I’m writing this from how things happened on my screen, and from a bunch of developer posts I was reading while trying to figure out what broke.

  • Around 11:55 PM IST — Pages felt slow. Repo page took forever to load.
  • 12:03 AM — Boom. The 504 error popped up. Everything just died.
  • 12:20 AM — Cloning/pulling wasn’t happening. My terminal just kept spinning.
  • 12:40 AM — GitHub Actions got stuck. Some workflows never even started.
  • Past 1 AM — The status page finally said something like “Degraded performance”.
  • Around 1:30 AM — A few parts of the site loaded but broken. PRs showed, but half the UI was missing.
  • After 2 AM — Things slowly came back. Not instantly. Just little bits fixing themselves.

This was probably one of the biggest hiccups I’ve personally seen from GitHub in a while.


What Might Have Actually Gone Wrong?

GitHub hasn’t officially explained the root cause (they rarely give a detailed one), but based on the way everything behaved last night, a few things are pretty likely.

1. Something choked in GitHub’s backend

A 504 almost always means one service upstream didn’t reply in time.
When that happens, the load balancer just gives up and throws the error.

2. It could be a dependency issue

GitHub is basically hundreds of microservices talking to each other.
If even one of those “core” ones slows down — like auth, repo indexing, or metadata — the whole chain collapses. It’s like one guy in a relay race tripping and everyone else smashing into him.

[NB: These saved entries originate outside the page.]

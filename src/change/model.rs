//! Change records carried by the change tree.
//!
//! Field names are shortened on the wire; empty fields are skipped so that a
//! single small edit stays under the compression threshold.

use std::collections::BTreeMap;

use serde::{Deserialize, Serialize};

use crate::domain::{Details, RelationLink, SmartBlockType, Value};

#[derive(Debug, Clone, PartialEq, Serialize, Deserialize)]
pub struct Block {
    #[serde(rename = "i")]
    pub id: String,
    #[serde(rename = "c", default, skip_serializing_if = "Vec::is_empty")]
    pub children_ids: Vec<String>,
    #[serde(rename = "t", default, skip_serializing_if = "Option::is_none")]
    pub text: Option<String>,
    /// Target object of a link or mention block.
    #[serde(rename = "l", default, skip_serializing_if = "Option::is_none")]
    pub link_target: Option<String>,
}

impl Block {
    pub fn new(id: &str) -> Self {
        Self {
            id: id.to_string(),
            children_ids: Vec::new(),
            text: None,
            link_target: None,
        }
    }

    pub fn text(id: &str, text: &str) -> Self {
        Self {
            text: Some(text.to_string()),
            ..Self::new(id)
        }
    }

    pub fn link(id: &str, target: &str) -> Self {
        Self {
            link_target: Some(target.to_string()),
            ..Self::new(id)
        }
    }
}

#[derive(Debug, Clone, PartialEq, Serialize, Deserialize)]
pub enum ChangeContent {
    #[serde(rename = "bc")]
    BlockCreate {
        #[serde(rename = "t")]
        target_id: String,
        #[serde(rename = "b")]
        blocks: Vec<Block>,
    },
    #[serde(rename = "bt")]
    BlockSetText {
        #[serde(rename = "i")]
        id: String,
        #[serde(rename = "t")]
        text: String,
    },
    #[serde(rename = "bl")]
    BlockSetLink {
        #[serde(rename = "i")]
        id: String,
        #[serde(rename = "t")]
        target: String,
    },
    #[serde(rename = "br")]
    BlockRemove {
        #[serde(rename = "i")]
        ids: Vec<String>,
    },
    #[serde(rename = "ds")]
    DetailsSet {
        #[serde(rename = "k")]
        key: String,
        #[serde(rename = "v")]
        value: Value,
    },
    #[serde(rename = "du")]
    DetailsUnset {
        #[serde(rename = "k")]
        key: String,
    },
    #[serde(rename = "ra")]
    RelationAdd {
        #[serde(rename = "l")]
        links: Vec<RelationLink>,
    },
    #[serde(rename = "rr")]
    RelationRemove {
        #[serde(rename = "k")]
        keys: Vec<String>,
    },
    #[serde(rename = "ta")]
    ObjectTypeAdd {
        #[serde(rename = "k")]
        key: String,
    },
    #[serde(rename = "tr")]
    ObjectTypeRemove {
        #[serde(rename = "k")]
        key: String,
    },
    #[serde(rename = "sa")]
    StoreSliceAdd {
        #[serde(rename = "k")]
        key: String,
        #[serde(rename = "a", default, skip_serializing_if = "String::is_empty")]
        after_id: String,
        #[serde(rename = "i")]
        ids: Vec<String>,
    },
    #[serde(rename = "sr")]
    StoreSliceRemove {
        #[serde(rename = "k")]
        key: String,
        #[serde(rename = "i")]
        ids: Vec<String>,
    },
    #[serde(rename = "sk")]
    StoreKeySet {
        #[serde(rename = "p")]
        path: Vec<String>,
        #[serde(rename = "v")]
        value: Value,
    },
    #[serde(rename = "su")]
    StoreKeyUnset {
        #[serde(rename = "p")]
        path: Vec<String>,
    },
    #[serde(rename = "oc")]
    OriginalCreatedTimestampSet {
        #[serde(rename = "t")]
        timestamp: i64,
    },
}

impl ChangeContent {
    pub fn details_set(key: &str, value: impl Into<Value>) -> Self {
        ChangeContent::DetailsSet {
            key: key.to_string(),
            value: value.into(),
        }
    }
}

#[derive(Debug, Clone, Copy, PartialEq, Eq, Default, Serialize, Deserialize)]
pub enum ChangeType {
    #[default]
    #[serde(rename = "u")]
    User,
    #[serde(rename = "s")]
    System,
    #[serde(rename = "f")]
    FileMetadata,
}

impl ChangeType {
    fn is_user(&self) -> bool {
        *self == ChangeType::User
    }
}

/// Encryption keys of one file, keyed by path inside the file.
#[derive(Debug, Clone, PartialEq, Eq, Serialize, Deserialize)]
pub struct FileKeys {
    #[serde(rename = "h")]
    pub hash: String,
    #[serde(rename = "k")]
    pub keys: BTreeMap<String, String>,
}

#[derive(Debug, Clone, PartialEq, Default, Serialize, Deserialize)]
pub struct SnapshotData {
    #[serde(rename = "b", default, skip_serializing_if = "Vec::is_empty")]
    pub blocks: Vec<Block>,
    #[serde(rename = "d", default, skip_serializing_if = "Details::is_empty")]
    pub details: Details,
    #[serde(rename = "r", default, skip_serializing_if = "Vec::is_empty")]
    pub relation_links: Vec<RelationLink>,
    #[serde(rename = "t", default, skip_serializing_if = "Vec::is_empty")]
    pub object_types: Vec<String>,
    #[serde(rename = "s", default, skip_serializing_if = "BTreeMap::is_empty")]
    pub store: BTreeMap<String, Value>,
    #[serde(rename = "k", default, skip_serializing_if = "String::is_empty")]
    pub unique_key: String,
    #[serde(rename = "o", default, skip_serializing_if = "is_zero_i64")]
    pub original_created_ts: i64,
}

#[derive(Debug, Clone, PartialEq, Default, Serialize, Deserialize)]
pub struct Snapshot {
    #[serde(rename = "d")]
    pub data: SnapshotData,
    #[serde(rename = "f", default, skip_serializing_if = "Vec::is_empty")]
    pub file_keys: Vec<FileKeys>,
}

#[derive(Debug, Clone, PartialEq, Default, Serialize, Deserialize)]
pub struct Change {
    #[serde(rename = "c", default, skip_serializing_if = "Vec::is_empty")]
    pub content: Vec<ChangeContent>,
    #[serde(rename = "s", default, skip_serializing_if = "Option::is_none")]
    pub snapshot: Option<Snapshot>,
    #[serde(rename = "f", default, skip_serializing_if = "Vec::is_empty")]
    pub file_keys: Vec<FileKeys>,
    #[serde(rename = "t", default, skip_serializing_if = "is_zero_i64")]
    pub timestamp: i64,
    #[serde(rename = "v", default, skip_serializing_if = "is_zero_u32")]
    pub version: u32,
    #[serde(rename = "ct", default, skip_serializing_if = "ChangeType::is_user")]
    pub change_type: ChangeType,
}

/// Same wire layout as [`Change`] with the snapshot left undecoded.
#[derive(Debug, Clone, PartialEq, Default, Deserialize)]
pub struct ChangeNoSnapshot {
    #[serde(rename = "c", default)]
    pub content: Vec<ChangeContent>,
    #[serde(rename = "f", default)]
    pub file_keys: Vec<FileKeys>,
    #[serde(rename = "t", default)]
    pub timestamp: i64,
    #[serde(rename = "v", default)]
    pub version: u32,
    #[serde(rename = "ct", default)]
    pub change_type: ChangeType,
}

impl From<ChangeNoSnapshot> for Change {
    fn from(c: ChangeNoSnapshot) -> Self {
        Change {
            content: c.content,
            snapshot: None,
            file_keys: c.file_keys,
            timestamp: c.timestamp,
            version: c.version,
            change_type: c.change_type,
        }
    }
}

/// Payload of a tree root: what kind of object the tree holds.
#[derive(Debug, Clone, PartialEq, Serialize, Deserialize)]
pub struct ChangePayload {
    #[serde(rename = "t")]
    pub smartblock_type: SmartBlockType,
    #[serde(rename = "k", default, skip_serializing_if = "String::is_empty")]
    pub key: String,
}

/// One operation of a store change.
#[derive(Debug, Clone, PartialEq, Serialize, Deserialize)]
pub enum StoreOp {
    #[serde(rename = "c")]
    Create {
        #[serde(rename = "l")]
        collection: String,
        #[serde(rename = "i")]
        id: String,
        #[serde(rename = "d")]
        doc: Details,
    },
    #[serde(rename = "m")]
    Modify {
        #[serde(rename = "l")]
        collection: String,
        #[serde(rename = "i")]
        id: String,
        #[serde(rename = "k")]
        key: String,
        #[serde(rename = "v")]
        value: Value,
    },
    #[serde(rename = "d")]
    Delete {
        #[serde(rename = "l")]
        collection: String,
        #[serde(rename = "i")]
        id: String,
    },
}

#[derive(Debug, Clone, PartialEq, Default, Serialize, Deserialize)]
pub struct StoreChange {
    #[serde(rename = "o")]
    pub ops: Vec<StoreOp>,
}

fn is_zero_i64(v: &i64) -> bool {
    *v == 0
}

fn is_zero_u32(v: &u32) -> bool {
    *v == 0
}

/// Wire version written into every new change.
pub const CHANGE_VERSION: u32 = 1;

3. Network or routing issue

Sometimes one bad routing update can mess up everything globally.
Cloudflare or internal edge routing is usually the first suspect in big outages.

4. A maintenance roll-out that didn’t go as planned

This happens ALL the time in big systems.
You push an update, everything looks fine, then 15 minutes later some downstream service starts failing and… chaos.

5. Too much load all of a sudden

Maybe too many Actions workflows triggered at once, or traffic spiked.
When the platform hits its limits, these timeouts happen.

(These are educated guesses, but honestly, every developer knows these are the usual suspects.)


How Developers Reacted (The Fun Part)

The moment GitHub goes down, developers don’t panic — they turn into comedians.

Here are some of the things I saw:

  • “So GitHub is down. Guess I’m done for the day.”
  • “I can’t push my code, now nobody will believe I actually worked.”
  • “Deployment stuck. I’m stuck. Everyone’s stuck.”
  • “This is my sign to sleep.”
  • “GitHub going down during my deadline is like nature telling me to quit.”

And of course, memes everywhere.
A surprisingly productive number of memes.

Reddit, Twitter/X, and even random Telegram groups were full of people refreshing the status page like it was a cricket score.


What I Learned From This (again)

Every time a big platform goes down, you get a small reminder that even the most powerful tech companies with insane infrastructure can still break for an hour. No one is untouchable.

GitHub eventually fixed everything, and by early morning things looked normal again.

But for a couple of hours, developers around the world were basically… on a forced break.